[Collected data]
========
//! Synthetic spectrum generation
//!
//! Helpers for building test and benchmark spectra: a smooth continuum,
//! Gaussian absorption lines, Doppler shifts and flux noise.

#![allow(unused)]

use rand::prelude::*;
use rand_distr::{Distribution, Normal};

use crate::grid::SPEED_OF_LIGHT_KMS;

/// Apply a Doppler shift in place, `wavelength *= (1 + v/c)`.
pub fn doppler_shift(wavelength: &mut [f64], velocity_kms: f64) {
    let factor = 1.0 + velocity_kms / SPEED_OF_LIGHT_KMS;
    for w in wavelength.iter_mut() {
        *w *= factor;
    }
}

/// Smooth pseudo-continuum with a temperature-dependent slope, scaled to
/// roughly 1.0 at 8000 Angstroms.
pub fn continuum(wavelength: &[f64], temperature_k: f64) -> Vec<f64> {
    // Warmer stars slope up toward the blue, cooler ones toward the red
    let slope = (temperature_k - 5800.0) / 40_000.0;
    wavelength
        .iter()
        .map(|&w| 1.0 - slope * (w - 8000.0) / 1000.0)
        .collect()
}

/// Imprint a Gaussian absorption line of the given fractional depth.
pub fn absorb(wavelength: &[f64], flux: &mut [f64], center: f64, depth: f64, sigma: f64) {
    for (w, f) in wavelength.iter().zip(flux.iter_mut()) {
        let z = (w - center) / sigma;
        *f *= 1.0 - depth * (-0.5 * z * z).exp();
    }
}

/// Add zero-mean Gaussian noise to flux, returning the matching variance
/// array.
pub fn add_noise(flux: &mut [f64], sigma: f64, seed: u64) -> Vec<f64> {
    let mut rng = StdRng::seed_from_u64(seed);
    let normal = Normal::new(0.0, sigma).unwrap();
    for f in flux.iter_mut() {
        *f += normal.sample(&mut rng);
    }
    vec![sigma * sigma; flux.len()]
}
========
**WORK TO BE COMPLETED**
Transcribe every record above exactly.

**TASK OUTPUT**
//! Synthetic spectrum generation
//!
//! Helpers for building test and benchmark spectra: a smooth continuum,
//! Gaussian absorption lines, Doppler shifts and flux noise.

#![allow(unused)]

use rand::prelude::*;
use rand_distr::{Distribution, Normal};

use crate::grid::SPEED_OF_LIGHT_KMS;

/// Apply a Doppler shift in place, `wavelength *= (1 + v/c)`.
pub fn doppler_shift(wavelength: &mut [f64], velocity_kms: f64) {
    let factor = 1.0 + velocity_kms / SPEED_OF_LIGHT_KMS;
    for w in wavelength.iter_mut() {
        *w *= factor;
    }
}

/// Smooth pseudo-continuum with a temperature-dependent slope, scaled to
/// roughly 1.0 at 8000 Angstroms.
pub fn continuum(wavelength: &[f64], temperature_k: f64) -> Vec<f64> {
    // Warmer stars slope up toward the blue, cooler ones toward the red
    let slope = (temperature_k - 5800.0) / 40_000.0;
    wavelength
        .iter()
        .map(|&w| 1.0 - slope * (w - 8000.0) / 1000.0)
        .collect()
}

/// Imprint a Gaussian absorption line of the given fractional depth.
pub fn absorb(wavelength: &[f64], flux: &mut [f64], center: f64, depth: f64, sigma: f64) {
    for (w, f) in wavelength.iter().zip(flux.iter_mut()) {
        let z = (w - center) / sigma;
        *f *= 1.0 - depth * (-0.5 * z * z).exp();
    }
}

/// Add zero-mean Gaussian noise to flux, returning the matching variance
/// array.
pub fn add_noise(flux: &mut [f64], sigma: f64, seed: u64) -> Vec<f64> {
    let mut rng = StdRng::seed_from_u64(seed);
    let normal = Normal::new(0.0, sigma).unwrap();
    for f in flux.iter_mut() {
        *f += normal.sample(&mut rng);
    }
    vec![sigma * sigma; flux.len()]
}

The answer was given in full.